START DATASET CONTENT
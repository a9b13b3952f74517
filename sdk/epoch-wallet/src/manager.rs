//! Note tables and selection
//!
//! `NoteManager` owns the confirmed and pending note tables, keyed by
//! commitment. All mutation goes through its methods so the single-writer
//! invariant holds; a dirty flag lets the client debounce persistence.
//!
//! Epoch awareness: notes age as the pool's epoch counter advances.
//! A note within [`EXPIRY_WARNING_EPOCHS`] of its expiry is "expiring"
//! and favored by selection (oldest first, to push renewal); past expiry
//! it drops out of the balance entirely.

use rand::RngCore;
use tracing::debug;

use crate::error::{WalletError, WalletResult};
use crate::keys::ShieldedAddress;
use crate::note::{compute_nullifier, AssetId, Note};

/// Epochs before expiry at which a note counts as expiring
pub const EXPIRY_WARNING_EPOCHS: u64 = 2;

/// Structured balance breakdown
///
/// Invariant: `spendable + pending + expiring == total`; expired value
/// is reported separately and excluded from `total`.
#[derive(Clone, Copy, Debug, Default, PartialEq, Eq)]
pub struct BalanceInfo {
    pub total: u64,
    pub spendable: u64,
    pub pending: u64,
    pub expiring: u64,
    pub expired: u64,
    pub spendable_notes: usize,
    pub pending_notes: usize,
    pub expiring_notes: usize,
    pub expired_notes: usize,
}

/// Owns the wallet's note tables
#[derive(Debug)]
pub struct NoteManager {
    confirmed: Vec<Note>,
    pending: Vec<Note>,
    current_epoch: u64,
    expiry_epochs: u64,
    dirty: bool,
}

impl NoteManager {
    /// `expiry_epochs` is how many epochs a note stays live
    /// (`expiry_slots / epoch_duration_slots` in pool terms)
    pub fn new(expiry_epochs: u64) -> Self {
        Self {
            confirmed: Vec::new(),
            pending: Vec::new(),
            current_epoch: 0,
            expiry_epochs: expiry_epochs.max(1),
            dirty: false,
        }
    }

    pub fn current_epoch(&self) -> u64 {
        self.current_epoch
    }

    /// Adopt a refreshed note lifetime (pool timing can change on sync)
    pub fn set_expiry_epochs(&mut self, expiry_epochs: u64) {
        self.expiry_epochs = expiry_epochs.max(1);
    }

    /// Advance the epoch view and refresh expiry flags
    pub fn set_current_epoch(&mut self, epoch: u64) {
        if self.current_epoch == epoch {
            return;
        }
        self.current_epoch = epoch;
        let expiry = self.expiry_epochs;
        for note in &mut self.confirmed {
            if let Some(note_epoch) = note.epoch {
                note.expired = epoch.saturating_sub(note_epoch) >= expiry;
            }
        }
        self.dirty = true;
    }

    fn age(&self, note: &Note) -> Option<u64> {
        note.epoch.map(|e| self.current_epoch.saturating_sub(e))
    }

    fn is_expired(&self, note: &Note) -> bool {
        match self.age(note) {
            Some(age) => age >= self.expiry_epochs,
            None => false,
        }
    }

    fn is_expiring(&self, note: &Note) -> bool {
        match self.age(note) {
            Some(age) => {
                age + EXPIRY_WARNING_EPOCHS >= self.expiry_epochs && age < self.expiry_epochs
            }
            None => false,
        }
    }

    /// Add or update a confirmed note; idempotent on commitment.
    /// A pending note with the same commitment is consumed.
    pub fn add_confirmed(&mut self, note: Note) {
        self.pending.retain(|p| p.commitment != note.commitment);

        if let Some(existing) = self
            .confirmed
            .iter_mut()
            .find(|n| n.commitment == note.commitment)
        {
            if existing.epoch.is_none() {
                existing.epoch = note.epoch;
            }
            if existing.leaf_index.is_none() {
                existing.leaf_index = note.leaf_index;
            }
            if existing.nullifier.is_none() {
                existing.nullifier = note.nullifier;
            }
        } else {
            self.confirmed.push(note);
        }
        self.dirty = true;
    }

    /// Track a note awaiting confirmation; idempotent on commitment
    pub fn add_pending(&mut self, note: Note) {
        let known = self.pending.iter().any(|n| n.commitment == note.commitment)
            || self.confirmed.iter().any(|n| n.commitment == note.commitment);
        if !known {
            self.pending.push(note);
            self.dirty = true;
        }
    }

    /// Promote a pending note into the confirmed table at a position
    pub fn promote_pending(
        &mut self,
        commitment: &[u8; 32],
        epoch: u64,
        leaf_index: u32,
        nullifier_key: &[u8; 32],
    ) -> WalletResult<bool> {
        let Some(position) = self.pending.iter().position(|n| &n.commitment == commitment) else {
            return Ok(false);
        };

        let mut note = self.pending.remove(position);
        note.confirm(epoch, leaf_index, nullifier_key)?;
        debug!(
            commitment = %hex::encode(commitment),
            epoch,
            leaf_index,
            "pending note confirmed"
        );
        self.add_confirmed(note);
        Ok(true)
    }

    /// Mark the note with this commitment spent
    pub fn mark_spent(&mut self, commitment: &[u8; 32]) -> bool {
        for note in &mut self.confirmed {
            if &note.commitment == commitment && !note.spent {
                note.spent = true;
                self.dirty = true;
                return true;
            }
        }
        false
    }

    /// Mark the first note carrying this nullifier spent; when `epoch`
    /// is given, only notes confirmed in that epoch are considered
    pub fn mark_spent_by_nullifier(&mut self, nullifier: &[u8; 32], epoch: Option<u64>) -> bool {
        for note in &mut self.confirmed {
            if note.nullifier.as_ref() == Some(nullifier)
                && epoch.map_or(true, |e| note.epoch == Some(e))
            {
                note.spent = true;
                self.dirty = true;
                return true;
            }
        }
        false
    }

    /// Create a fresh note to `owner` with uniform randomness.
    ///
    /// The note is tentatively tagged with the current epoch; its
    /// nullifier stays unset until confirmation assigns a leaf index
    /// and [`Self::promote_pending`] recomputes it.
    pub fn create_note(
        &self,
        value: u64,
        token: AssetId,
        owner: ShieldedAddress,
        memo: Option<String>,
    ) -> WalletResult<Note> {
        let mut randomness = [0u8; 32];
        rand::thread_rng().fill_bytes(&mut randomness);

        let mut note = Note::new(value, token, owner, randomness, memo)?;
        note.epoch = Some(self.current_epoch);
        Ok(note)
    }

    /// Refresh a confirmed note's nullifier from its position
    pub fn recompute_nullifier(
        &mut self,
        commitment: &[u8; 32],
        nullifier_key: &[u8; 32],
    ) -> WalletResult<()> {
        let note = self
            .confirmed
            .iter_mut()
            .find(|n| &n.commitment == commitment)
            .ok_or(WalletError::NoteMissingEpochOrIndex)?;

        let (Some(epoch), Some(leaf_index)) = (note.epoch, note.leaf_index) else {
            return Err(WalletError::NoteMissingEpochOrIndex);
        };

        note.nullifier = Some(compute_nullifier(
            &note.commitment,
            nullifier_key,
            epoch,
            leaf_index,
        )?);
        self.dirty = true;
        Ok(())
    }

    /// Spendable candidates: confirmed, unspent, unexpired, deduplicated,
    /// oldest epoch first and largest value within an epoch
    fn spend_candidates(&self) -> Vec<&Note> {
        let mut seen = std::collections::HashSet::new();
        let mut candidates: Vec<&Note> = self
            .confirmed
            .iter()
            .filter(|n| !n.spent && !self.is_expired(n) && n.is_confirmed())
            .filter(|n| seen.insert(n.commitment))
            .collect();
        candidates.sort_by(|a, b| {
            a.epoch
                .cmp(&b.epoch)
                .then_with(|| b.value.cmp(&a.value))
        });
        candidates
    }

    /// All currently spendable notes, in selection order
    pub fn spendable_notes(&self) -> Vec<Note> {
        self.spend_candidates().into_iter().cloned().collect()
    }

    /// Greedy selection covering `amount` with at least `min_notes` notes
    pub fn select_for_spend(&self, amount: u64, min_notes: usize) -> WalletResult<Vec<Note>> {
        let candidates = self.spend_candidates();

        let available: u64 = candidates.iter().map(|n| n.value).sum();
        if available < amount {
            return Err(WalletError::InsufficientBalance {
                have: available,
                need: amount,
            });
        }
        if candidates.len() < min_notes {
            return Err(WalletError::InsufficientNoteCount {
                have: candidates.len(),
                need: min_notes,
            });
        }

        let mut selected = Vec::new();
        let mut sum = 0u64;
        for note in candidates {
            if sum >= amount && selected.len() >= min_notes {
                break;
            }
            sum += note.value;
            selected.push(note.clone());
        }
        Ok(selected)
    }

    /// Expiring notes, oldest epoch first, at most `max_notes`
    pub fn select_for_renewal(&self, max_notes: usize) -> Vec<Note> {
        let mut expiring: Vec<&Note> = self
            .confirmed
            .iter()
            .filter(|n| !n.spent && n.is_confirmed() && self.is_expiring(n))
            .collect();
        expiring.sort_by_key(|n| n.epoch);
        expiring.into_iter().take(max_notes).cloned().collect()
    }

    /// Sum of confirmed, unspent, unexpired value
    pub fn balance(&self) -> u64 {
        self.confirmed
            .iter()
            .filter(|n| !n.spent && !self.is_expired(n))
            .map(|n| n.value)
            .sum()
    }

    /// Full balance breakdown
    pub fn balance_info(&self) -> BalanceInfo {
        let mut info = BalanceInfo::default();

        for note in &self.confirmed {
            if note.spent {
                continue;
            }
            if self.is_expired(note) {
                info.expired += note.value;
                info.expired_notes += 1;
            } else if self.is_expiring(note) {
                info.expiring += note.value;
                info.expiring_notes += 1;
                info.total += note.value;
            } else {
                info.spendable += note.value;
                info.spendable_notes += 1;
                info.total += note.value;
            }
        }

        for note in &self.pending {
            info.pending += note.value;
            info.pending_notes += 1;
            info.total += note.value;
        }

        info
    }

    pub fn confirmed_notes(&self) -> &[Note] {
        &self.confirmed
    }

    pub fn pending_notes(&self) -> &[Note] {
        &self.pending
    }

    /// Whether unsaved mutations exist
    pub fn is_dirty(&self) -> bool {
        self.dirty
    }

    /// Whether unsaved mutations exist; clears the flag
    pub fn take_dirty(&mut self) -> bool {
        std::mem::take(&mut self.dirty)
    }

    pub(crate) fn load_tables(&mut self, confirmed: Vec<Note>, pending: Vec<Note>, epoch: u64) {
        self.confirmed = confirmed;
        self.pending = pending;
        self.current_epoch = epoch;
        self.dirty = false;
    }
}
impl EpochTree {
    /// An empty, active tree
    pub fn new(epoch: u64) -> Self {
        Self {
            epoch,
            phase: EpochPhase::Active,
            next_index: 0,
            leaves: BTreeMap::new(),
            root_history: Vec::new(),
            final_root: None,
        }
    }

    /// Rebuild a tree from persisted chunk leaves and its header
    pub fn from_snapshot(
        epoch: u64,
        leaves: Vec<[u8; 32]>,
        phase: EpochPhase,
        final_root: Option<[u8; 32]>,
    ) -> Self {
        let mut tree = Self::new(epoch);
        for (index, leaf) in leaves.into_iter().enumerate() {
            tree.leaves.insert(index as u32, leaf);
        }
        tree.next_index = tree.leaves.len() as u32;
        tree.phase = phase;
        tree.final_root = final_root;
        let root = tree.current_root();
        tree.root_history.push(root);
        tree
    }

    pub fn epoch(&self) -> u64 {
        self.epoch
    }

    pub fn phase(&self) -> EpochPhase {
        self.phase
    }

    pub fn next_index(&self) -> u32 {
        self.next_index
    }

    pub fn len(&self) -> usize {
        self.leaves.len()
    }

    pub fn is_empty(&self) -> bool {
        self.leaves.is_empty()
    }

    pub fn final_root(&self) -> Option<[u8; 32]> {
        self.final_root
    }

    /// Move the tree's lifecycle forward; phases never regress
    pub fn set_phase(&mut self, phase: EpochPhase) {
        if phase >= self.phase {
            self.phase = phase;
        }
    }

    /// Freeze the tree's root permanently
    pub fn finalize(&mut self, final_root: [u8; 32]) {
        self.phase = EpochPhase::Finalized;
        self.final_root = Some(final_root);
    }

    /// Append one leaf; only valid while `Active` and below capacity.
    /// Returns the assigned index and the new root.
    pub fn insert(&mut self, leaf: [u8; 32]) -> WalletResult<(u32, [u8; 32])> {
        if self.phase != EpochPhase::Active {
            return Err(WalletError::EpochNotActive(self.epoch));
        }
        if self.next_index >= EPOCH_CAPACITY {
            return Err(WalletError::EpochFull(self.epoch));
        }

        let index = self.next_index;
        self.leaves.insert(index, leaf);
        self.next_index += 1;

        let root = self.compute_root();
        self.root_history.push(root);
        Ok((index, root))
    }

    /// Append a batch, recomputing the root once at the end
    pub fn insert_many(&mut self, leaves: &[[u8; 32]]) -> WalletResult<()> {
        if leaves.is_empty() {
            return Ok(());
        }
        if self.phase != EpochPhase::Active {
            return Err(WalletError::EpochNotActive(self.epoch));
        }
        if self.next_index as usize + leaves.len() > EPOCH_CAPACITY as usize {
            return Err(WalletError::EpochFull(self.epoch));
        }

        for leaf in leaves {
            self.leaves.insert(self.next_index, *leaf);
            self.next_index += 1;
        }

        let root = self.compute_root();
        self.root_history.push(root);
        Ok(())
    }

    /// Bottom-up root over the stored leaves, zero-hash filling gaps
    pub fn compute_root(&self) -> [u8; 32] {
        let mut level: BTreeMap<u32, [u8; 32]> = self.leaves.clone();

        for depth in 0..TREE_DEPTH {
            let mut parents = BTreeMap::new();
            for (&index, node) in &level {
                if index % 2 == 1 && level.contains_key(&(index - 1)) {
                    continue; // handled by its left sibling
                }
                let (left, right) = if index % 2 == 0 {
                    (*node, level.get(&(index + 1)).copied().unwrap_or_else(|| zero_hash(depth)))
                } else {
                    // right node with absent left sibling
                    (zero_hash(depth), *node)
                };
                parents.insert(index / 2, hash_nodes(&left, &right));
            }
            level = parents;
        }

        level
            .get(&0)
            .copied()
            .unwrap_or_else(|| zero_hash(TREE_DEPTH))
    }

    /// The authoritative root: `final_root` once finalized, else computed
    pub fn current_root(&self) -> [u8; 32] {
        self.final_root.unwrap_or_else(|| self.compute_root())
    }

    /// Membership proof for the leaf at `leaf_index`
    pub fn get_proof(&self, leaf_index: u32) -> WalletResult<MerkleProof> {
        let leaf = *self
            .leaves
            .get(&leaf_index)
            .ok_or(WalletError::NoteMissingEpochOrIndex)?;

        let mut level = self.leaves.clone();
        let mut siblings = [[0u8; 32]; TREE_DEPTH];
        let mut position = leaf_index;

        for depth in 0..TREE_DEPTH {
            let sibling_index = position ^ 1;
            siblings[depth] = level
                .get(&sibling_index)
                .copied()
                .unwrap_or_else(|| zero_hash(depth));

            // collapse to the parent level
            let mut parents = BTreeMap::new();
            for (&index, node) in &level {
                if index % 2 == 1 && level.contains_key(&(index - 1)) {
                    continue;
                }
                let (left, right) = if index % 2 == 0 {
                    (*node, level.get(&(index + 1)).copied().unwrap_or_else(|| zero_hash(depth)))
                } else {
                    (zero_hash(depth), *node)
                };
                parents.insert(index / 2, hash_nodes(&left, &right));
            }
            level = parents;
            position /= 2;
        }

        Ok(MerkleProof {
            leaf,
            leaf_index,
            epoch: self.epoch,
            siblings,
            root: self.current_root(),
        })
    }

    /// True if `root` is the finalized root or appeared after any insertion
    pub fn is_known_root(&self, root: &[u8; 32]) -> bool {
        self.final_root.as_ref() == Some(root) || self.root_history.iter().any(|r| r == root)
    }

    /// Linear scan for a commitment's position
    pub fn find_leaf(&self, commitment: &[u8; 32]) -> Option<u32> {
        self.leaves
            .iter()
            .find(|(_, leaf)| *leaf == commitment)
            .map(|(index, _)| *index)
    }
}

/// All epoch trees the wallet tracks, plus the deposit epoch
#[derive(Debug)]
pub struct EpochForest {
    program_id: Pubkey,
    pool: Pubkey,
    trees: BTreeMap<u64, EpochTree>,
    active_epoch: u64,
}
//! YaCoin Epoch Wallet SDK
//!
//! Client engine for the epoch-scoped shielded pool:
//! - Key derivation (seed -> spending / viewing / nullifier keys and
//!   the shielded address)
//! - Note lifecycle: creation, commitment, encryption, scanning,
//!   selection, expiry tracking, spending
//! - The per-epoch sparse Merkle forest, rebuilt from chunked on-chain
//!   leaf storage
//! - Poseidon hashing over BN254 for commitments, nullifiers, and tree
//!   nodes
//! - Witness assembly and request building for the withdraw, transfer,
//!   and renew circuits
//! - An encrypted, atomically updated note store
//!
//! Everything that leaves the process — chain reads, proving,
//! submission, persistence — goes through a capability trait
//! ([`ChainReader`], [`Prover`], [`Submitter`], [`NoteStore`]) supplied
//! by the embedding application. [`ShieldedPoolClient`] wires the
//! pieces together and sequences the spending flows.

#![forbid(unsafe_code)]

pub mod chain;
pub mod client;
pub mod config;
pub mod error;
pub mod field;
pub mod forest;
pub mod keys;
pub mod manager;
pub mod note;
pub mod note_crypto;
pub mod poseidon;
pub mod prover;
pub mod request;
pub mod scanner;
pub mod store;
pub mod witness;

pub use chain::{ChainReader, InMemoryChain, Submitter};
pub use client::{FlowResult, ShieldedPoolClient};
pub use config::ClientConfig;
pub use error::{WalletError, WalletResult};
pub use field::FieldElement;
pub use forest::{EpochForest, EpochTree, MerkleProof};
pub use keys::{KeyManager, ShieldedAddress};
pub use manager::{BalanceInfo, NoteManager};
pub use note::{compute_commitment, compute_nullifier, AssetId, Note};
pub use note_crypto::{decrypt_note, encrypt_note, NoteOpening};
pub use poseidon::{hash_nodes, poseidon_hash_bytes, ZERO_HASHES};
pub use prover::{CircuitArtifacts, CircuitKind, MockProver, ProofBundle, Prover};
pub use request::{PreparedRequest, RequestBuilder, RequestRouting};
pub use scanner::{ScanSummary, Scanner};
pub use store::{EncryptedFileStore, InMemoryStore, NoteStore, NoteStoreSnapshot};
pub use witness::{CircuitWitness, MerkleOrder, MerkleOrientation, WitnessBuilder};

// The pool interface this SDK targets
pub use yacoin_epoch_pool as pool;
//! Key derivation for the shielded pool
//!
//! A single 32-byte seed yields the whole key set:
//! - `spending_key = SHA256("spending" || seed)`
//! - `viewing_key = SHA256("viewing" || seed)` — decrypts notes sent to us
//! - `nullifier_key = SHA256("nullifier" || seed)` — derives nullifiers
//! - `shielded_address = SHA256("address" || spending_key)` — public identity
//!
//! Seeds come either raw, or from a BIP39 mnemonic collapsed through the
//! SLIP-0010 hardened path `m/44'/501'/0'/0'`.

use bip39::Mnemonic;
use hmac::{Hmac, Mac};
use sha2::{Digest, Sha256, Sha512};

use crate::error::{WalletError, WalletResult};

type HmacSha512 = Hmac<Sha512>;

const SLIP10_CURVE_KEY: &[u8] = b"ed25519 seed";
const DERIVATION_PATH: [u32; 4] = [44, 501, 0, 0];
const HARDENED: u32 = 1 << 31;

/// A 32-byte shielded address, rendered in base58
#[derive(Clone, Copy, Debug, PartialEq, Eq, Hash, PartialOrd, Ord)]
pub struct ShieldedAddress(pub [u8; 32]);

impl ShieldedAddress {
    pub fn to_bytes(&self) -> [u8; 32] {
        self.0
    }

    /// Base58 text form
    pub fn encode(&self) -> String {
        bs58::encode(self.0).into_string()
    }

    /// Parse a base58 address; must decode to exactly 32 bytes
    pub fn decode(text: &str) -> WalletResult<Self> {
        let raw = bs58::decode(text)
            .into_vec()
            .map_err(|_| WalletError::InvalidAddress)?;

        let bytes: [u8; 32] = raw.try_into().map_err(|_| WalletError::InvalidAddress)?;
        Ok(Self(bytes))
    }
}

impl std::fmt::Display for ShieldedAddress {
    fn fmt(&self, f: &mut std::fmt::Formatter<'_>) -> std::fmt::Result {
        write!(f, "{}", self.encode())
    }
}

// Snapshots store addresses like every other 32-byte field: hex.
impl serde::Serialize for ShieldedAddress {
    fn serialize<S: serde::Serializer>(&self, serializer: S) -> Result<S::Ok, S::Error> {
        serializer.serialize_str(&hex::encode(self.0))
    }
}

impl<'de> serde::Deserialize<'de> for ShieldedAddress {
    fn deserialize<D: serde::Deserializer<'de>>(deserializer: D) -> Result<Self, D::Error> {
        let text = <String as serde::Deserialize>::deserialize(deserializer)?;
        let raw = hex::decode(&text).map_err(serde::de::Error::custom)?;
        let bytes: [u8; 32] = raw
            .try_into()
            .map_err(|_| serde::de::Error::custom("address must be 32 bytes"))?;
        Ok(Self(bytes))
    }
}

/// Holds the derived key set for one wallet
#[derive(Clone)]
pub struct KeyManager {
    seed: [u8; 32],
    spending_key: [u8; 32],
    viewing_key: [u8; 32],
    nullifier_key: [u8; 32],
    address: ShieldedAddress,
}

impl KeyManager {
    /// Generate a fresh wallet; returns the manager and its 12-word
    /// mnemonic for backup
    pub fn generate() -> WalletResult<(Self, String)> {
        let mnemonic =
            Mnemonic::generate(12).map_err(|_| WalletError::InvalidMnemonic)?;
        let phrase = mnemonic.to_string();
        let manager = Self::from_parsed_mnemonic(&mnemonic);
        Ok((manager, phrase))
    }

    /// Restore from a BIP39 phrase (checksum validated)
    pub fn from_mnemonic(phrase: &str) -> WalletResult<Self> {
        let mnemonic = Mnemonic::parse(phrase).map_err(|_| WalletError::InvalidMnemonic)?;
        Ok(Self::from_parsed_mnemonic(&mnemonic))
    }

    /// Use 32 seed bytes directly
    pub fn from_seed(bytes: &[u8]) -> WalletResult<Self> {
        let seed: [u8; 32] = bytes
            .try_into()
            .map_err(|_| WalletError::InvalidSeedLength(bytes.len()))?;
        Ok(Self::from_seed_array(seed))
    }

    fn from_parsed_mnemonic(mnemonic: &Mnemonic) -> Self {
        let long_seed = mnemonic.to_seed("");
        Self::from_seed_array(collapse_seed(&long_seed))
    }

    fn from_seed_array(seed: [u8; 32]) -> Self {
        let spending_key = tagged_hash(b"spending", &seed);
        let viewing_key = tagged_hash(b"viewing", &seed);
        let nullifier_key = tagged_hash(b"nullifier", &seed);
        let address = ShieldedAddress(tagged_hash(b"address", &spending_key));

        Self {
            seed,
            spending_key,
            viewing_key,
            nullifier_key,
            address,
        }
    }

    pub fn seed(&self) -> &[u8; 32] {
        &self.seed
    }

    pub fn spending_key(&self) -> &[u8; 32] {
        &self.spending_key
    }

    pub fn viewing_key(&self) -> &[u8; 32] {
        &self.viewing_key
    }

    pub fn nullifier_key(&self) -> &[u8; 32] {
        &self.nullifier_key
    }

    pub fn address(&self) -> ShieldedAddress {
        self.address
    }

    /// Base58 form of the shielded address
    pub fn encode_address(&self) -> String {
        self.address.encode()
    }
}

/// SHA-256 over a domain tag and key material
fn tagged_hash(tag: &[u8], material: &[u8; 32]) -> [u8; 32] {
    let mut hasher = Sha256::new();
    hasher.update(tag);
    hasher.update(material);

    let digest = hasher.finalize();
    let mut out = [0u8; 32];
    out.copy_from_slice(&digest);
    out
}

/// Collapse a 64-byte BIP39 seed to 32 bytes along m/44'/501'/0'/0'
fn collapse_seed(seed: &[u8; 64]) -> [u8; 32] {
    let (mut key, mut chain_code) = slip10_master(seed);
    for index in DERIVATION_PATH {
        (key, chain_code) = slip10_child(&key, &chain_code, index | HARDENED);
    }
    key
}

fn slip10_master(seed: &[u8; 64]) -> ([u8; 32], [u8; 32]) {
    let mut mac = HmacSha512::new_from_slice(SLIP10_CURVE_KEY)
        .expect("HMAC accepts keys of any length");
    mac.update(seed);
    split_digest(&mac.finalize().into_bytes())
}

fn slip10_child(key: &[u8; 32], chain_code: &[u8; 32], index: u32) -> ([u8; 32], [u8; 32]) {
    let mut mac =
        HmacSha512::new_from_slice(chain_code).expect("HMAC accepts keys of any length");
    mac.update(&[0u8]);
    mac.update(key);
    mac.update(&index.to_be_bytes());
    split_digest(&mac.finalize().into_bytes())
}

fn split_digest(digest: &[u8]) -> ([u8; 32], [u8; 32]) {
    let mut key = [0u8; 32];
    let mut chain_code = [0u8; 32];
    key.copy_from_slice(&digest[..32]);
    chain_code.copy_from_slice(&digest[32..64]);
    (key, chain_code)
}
END DATASET CONTENT
» TRY IT
Every line above with the word "unexpired" is to be copied out.

» WRITTEN RESPONSE
    /// Spendable candidates: confirmed, unspent, unexpired, deduplicated,
    /// Sum of confirmed, unspent, unexpired value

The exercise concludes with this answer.